Georgia’s 2022 Mental Health Parity Act needs more understanding and awareness to be effective, a state official and mental health leaders said Tuesday.
While speaking at the Carter Center’s 2025 Rosalynn Carter Georgia Mental Health Forum, Georgia’s Department of Behavioral Health and Developmental Disabilities Commissioner Kevin Tanner said problems persist because most people don’t know when their rights have been violated and the system is too complicated to navigate.
“We’ve got to create a platform where those violations are getting reported so that we can … start changing the behavior of the insurance companies,” Tanner said. “Until we’re able to do that, we’re not going to be able to truly reform the mental health system in this state.”
Three years ago, state legislators passed a 76-page parity bill requiring insurance companies to cover mental health care and substance abuse at levels comparable to physical health care, something already required at the federal level. That means patients should have access to the same copays, deductibles and numbers of sessions for anxiety, depression or addiction as for illnesses of the rest of the body.
For those on Medicaid, the state health benefit plan or PeachCare for Kids, enforcement of parity compliance is overseen by the state Department of Community Health. The state Department of Insurance supervises private insurers.
Credit: Miguel Martinez-Jimenez
Credit: Miguel Martinez-Jimenez
But since the law went into effect, there have been fewer than a dozen complaints reported to each agency, said Laura Colbert, the executive director of Georgians for a Healthy Future. And Sarah Phillips of the Carter Center said some of those complaints are duplicates or don’t relate to mental health.

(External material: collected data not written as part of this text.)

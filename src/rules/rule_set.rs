use crate::core::scope::{CompanyCode, Country};
use crate::rules::rule::{
    ClearingDateBasis, ClearingRule, ClosureStrategy, CompanyCodePattern, MatchKey, RuleScope,
};
use log::{info, warn};
use serde::Deserialize;
use serde_yaml::Value;
use std::cmp::Reverse;
use std::collections::{BTreeSet, HashSet};
use std::fs;
use std::path::Path;
use thiserror::Error;

/// Errors arising from loading a rules document. All of them are fatal
/// to a clearing run.
#[derive(Debug, Error)]
pub enum RuleParseError {
    #[error("cannot read rules document: {0}")]
    Io(#[from] std::io::Error),
    #[error("rules document is malformed: {0}")]
    Syntax(#[from] serde_yaml::Error),
    #[error("rule #{index} has no id")]
    MissingId { index: usize },
    #[error("rule '{rule}' is declared more than once")]
    DuplicateId { rule: String },
    #[error("rule '{rule}' has no scope")]
    MissingScope { rule: String },
    #[error("rule '{rule}' has an invalid company code pattern '{pattern}'")]
    InvalidPattern { rule: String, pattern: String },
    #[error("rule '{rule}' has a non-numeric or negative amount tolerance '{value}'")]
    InvalidTolerance { rule: String, value: String },
    #[error("rule '{rule}' has an invalid max age '{value}'")]
    InvalidMaxAge { rule: String, value: String },
    #[error("rule '{rule}' references unknown field '{field}'")]
    UnknownField { rule: String, field: String },
    #[error("rule '{rule}' uses unknown closure strategy '{strategy}'")]
    UnknownStrategy { rule: String, strategy: String },
    #[error("rule '{rule}' lists no closure strategies")]
    EmptyStrategies { rule: String },
}

#[derive(Deserialize)]
#[serde(deny_unknown_fields)]
struct RawDocument {
    #[serde(default)]
    rules: Vec<RawRule>,
}

#[derive(Deserialize)]
#[serde(deny_unknown_fields)]
struct RawRule {
    id: Option<Value>,
    scope: Option<RawScope>,
    #[serde(default)]
    match_keys: Vec<String>,
    amount_tolerance: Option<Value>,
    max_age_days: Option<Value>,
    #[serde(default)]
    requires_business_day: bool,
    strategies: Option<Vec<String>>,
    #[serde(default)]
    clearing_date: ClearingDateBasis,
    #[serde(default)]
    accounts: Vec<Value>,
    #[serde(default)]
    trading_partners: Vec<Value>,
    #[serde(default = "default_active")]
    active: bool,
}

#[derive(Deserialize)]
#[serde(deny_unknown_fields)]
struct RawScope {
    company_code: Option<Value>,
    country: Option<String>,
}

fn default_active() -> bool {
    true
}

/// Render a YAML scalar as text. Unquoted account numbers and company
/// codes arrive as numbers.
fn scalar_string(value: &Value) -> Option<String> {
    match value {
        Value::String(s) => Some(s.clone()),
        Value::Number(n) => Some(n.to_string()),
        _ => None,
    }
}

fn describe(value: &Value) -> String {
    scalar_string(value).unwrap_or_else(|| format!("{:?}", value))
}

fn parse_unsigned(value: &Value) -> Option<u64> {
    match value {
        Value::Number(n) => n.as_u64(),
        Value::String(s) => s.trim().parse().ok(),
        _ => None,
    }
}

impl RawRule {
    fn validate(self, index: usize) -> Result<(ClearingRule, bool), RuleParseError> {
        let id = self
            .id
            .as_ref()
            .and_then(scalar_string)
            .map(|s| s.trim().to_string())
            .filter(|s| !s.is_empty())
            .ok_or(RuleParseError::MissingId { index })?;

        let raw_scope = self
            .scope
            .ok_or_else(|| RuleParseError::MissingScope { rule: id.clone() })?;
        let pattern_text = raw_scope
            .company_code
            .as_ref()
            .and_then(scalar_string)
            .unwrap_or_default();
        let pattern = CompanyCodePattern::parse(&pattern_text).ok_or_else(|| {
            RuleParseError::InvalidPattern {
                rule: id.clone(),
                pattern: pattern_text.clone(),
            }
        })?;
        let country = raw_scope
            .country
            .filter(|c| !c.trim().is_empty() && c.trim() != "*")
            .map(Country::new);

        let match_keys = self
            .match_keys
            .iter()
            .map(|name| {
                MatchKey::parse(name).ok_or_else(|| RuleParseError::UnknownField {
                    rule: id.clone(),
                    field: name.clone(),
                })
            })
            .collect::<Result<Vec<_>, _>>()?;

        let amount_tolerance = match &self.amount_tolerance {
            None | Some(Value::Null) => 0,
            Some(value) => parse_unsigned(value).ok_or_else(|| RuleParseError::InvalidTolerance {
                rule: id.clone(),
                value: describe(value),
            })?,
        };

        let max_age_days = match &self.max_age_days {
            None | Some(Value::Null) => None,
            Some(value) => Some(
                parse_unsigned(value)
                    .and_then(|v| u32::try_from(v).ok())
                    .ok_or_else(|| RuleParseError::InvalidMaxAge {
                        rule: id.clone(),
                        value: describe(value),
                    })?,
            ),
        };

        let strategies = match self.strategies {
            None => ClearingRule::DEFAULT_STRATEGIES.to_vec(),
            Some(names) => {
                let mut parsed: Vec<ClosureStrategy> = Vec::new();
                for name in &names {
                    let strategy = ClosureStrategy::parse(name).ok_or_else(|| {
                        RuleParseError::UnknownStrategy {
                            rule: id.clone(),
                            strategy: name.clone(),
                        }
                    })?;
                    if !parsed.contains(&strategy) {
                        parsed.push(strategy);
                    }
                }
                if parsed.is_empty() {
                    return Err(RuleParseError::EmptyStrategies { rule: id });
                }
                parsed
            }
        };

        let accounts: Vec<String> = self.accounts.iter().filter_map(scalar_string).collect();
        let partners: Vec<String> = self
            .trading_partners
            .iter()
            .filter_map(scalar_string)
            .collect();

        let rule = ClearingRule::new(id, RuleScope::new(pattern, country))
            .with_match_keys(match_keys)
            .with_tolerance(amount_tolerance)
            .with_business_day(self.requires_business_day)
            .with_strategies(strategies)
            .with_clearing_date(self.clearing_date)
            .with_accounts(accounts)
            .with_trading_partners(partners);
        let rule = match max_age_days {
            Some(days) => rule.with_max_age_days(days),
            None => rule,
        };

        Ok((rule, self.active))
    }
}

/// The ordered, validated clearing rules of a run.
///
/// Declaration order is preserved; it is the tie-break between rules of
/// equal scope specificity.
///
/// # Examples
///
/// ```
/// use gl_clearing::rules::rule_set::RuleSet;
/// use gl_clearing::core::scope::{CompanyCode, Country};
///
/// let rules = RuleSet::load(r#"
/// rules:
///   - id: any
///     scope: { company_code: "*" }
///   - id: exact
///     scope: { company_code: "1000" }
///     match_keys: [reference]
/// "#).unwrap();
///
/// let ids: Vec<&str> = rules
///     .rules_for(&CompanyCode::new("1000"), &Country::new("DE"))
///     .iter()
///     .map(|r| r.id.as_str())
///     .collect();
/// assert_eq!(ids, vec!["exact", "any"]);
/// ```
#[derive(Debug, Clone, Default)]
pub struct RuleSet {
    rules: Vec<ClearingRule>,
}

impl RuleSet {
    pub fn new(rules: Vec<ClearingRule>) -> Self {
        Self { rules }
    }

    /// Parse a YAML rules document.
    pub fn load(source: &str) -> Result<Self, RuleParseError> {
        let document: RawDocument = serde_yaml::from_str(source)?;

        let mut seen: HashSet<String> = HashSet::new();
        let mut rules = Vec::new();
        let mut inactive = 0usize;

        for (index, raw) in document.rules.into_iter().enumerate() {
            let (rule, active) = raw.validate(index)?;
            if !seen.insert(rule.id.clone()) {
                return Err(RuleParseError::DuplicateId { rule: rule.id });
            }
            if !active {
                warn!(
                    "Rule '{}' ({}) excluded from clearing according to the rules document",
                    rule.id, rule.scope
                );
                inactive += 1;
                continue;
            }
            rules.push(rule);
        }

        if rules.is_empty() {
            warn!("No active clearing rule found");
        }
        info!(
            "Loaded {} clearing rules ({} inactive skipped)",
            rules.len(),
            inactive
        );
        Ok(Self { rules })
    }

    /// Read and parse a YAML rules document from disk.
    pub fn load_file(path: impl AsRef<Path>) -> Result<Self, RuleParseError> {
        let content = fs::read_to_string(path.as_ref())?;
        Self::load(&content)
    }

    pub fn rules(&self) -> &[ClearingRule] {
        &self.rules
    }

    pub fn len(&self) -> usize {
        self.rules.len()
    }

    pub fn is_empty(&self) -> bool {
        self.rules.is_empty()
    }

    pub fn get(&self, id: &str) -> Option<&ClearingRule> {
        self.rules.iter().find(|r| r.id == id)
    }

    /// Rules applying to a scope, most specific first. Rules of equal
    /// specificity keep their declaration order.
    pub fn rules_for(&self, company_code: &CompanyCode, country: &Country) -> Vec<&ClearingRule> {
        let mut matching: Vec<&ClearingRule> = self
            .rules
            .iter()
            .filter(|r| r.scope.matches(company_code, country))
            .collect();
        // sort_by_key is stable
        matching.sort_by_key(|r| Reverse(r.scope.specificity()));
        matching
    }

    /// Company codes named exactly by some rule, ascending.
    pub fn company_codes(&self) -> Vec<CompanyCode> {
        let codes: BTreeSet<CompanyCode> = self
            .rules
            .iter()
            .filter_map(|r| match &r.scope.company_code {
                CompanyCodePattern::Exact(code) => Some(code.clone()),
                _ => None,
            })
            .collect();
        codes.into_iter().collect()
    }
}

“The law is still very much in its infancy when it comes to implementation,” Phillips said.
Patients can complain if they have been denied coverage for mental health care or treatment for substance use disorder and have their case reviewed. But Dr. John Constantino, the behavioral and mental health chief at Children’s Healthcare of Atlanta, said the larger issue is the availability of mental health specialists.

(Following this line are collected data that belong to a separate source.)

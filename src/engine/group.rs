use crate::core::amount::Amount;
use crate::core::item::{ItemId, OpenItem};
use crate::core::scope::{CompanyCode, Country};
use crate::rules::rule::{ClearingRule, ClosureStrategy};
use chrono::{Datelike, NaiveDate};
use serde::{Deserialize, Serialize};
use thiserror::Error;

/// A candidate group that must not be emitted.
///
/// Raised only inside the engine; candidates failing these checks are
/// discarded and never surface to callers.
#[derive(Debug, Clone, PartialEq, Eq, Error)]
pub enum ToleranceViolation {
    #[error("a clearing group needs at least two items, got {0}")]
    TooFewMembers(usize),
    #[error("net amount {net} exceeds the tolerance of {tolerance} minor units")]
    OutOfTolerance { net: Amount, tolerance: u64 },
    #[error("member amounts do not sum within the amount range")]
    AmountOverflow,
}

/// A set of open items cleared together.
///
/// Construction through [`ClearingGroup::new`] guarantees at least two
/// members and a net amount within the rule's tolerance.
#[derive(Debug, Clone, PartialEq, Eq, Serialize, Deserialize)]
pub struct ClearingGroup {
    company_code: CompanyCode,
    country: Country,
    account: String,
    currency: String,
    member_item_ids: Vec<ItemId>,
    net_amount: Amount,
    gross_amount: Amount,
    clearing_date: NaiveDate,
    matched_rule_id: String,
    strategy: ClosureStrategy,
}

impl ClearingGroup {
    /// Build a group from `members`, which must share one bucket and be
    /// given in input order.
    pub fn new(
        rule: &ClearingRule,
        strategy: ClosureStrategy,
        members: &[&OpenItem],
        clearing_date: NaiveDate,
    ) -> Result<Self, ToleranceViolation> {
        let first = match members {
            [first, _, ..] => *first,
            _ => return Err(ToleranceViolation::TooFewMembers(members.len())),
        };

        let net_amount = Amount::checked_sum(members.iter().map(|m| m.amount()))
            .ok_or(ToleranceViolation::AmountOverflow)?;
        if !net_amount.within(rule.amount_tolerance) {
            return Err(ToleranceViolation::OutOfTolerance {
                net: net_amount,
                tolerance: rule.amount_tolerance,
            });
        }
        let gross_amount = Amount::checked_sum(
            members.iter().map(|m| m.amount()).filter(|a| a.is_debit()),
        )
        .ok_or(ToleranceViolation::AmountOverflow)?;

        Ok(Self {
            company_code: first.company_code().clone(),
            country: first.country().clone(),
            account: first.account().to_string(),
            currency: first.currency().to_string(),
            member_item_ids: members.iter().map(|m| m.id()).collect(),
            net_amount,
            gross_amount,
            clearing_date,
            matched_rule_id: rule.id.clone(),
            strategy,
        })
    }

    pub fn company_code(&self) -> &CompanyCode {
        &self.company_code
    }

    pub fn country(&self) -> &Country {
        &self.country
    }

    pub fn account(&self) -> &str {
        &self.account
    }

    pub fn currency(&self) -> &str {
        &self.currency
    }

    pub fn member_item_ids(&self) -> &[ItemId] {
        &self.member_item_ids
    }

    pub fn len(&self) -> usize {
        self.member_item_ids.len()
    }

    /// Always false for a constructed group.
    pub fn is_empty(&self) -> bool {
        self.member_item_ids.is_empty()
    }

    pub fn net_amount(&self) -> Amount {
        self.net_amount
    }

    /// Sum of the debit members.
    pub fn gross_amount(&self) -> Amount {
        self.gross_amount
    }

    pub fn clearing_date(&self) -> NaiveDate {
        self.clearing_date
    }

    /// Fiscal posting period `(year, month)` of the clearing date.
    pub fn posting_period(&self) -> (i32, u32) {
        (self.clearing_date.year(), self.clearing_date.month())
    }

    pub fn matched_rule_id(&self) -> &str {
        &self.matched_rule_id
    }

    pub fn strategy(&self) -> ClosureStrategy {
        self.strategy
    }
}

Insurance companies are supposed to maintain a sufficient network of health care providers for medical and mental health conditions so members can get care in a reasonable amount of time from in-network providers.
But if there isn’t a provider available, that patient may not get treated for their condition at all and the insurance company may not know their member is “floating around without any care,” Constantino said. “It’s invisible.”
Mental health patients are 15 times more likely to go outside their insurance pool for treatment, Constantino said. When that happens, patients have to pay for care out of their own pockets.
When patients know that they have the right to coverage and receive information about how to appeal decisions, they have success in getting mental health care, Colbert said.
The situation is slowly improving in Georgia. Two years ago, Georgia ranked 49th in access to care, according to Mental Health America’s 2023 report. In the 2024 report, the state was 47th.
“We have a foundation that has been laid,” Tanner said. “Now it’s going to be on all of us working together to make sure that it’s implemented.”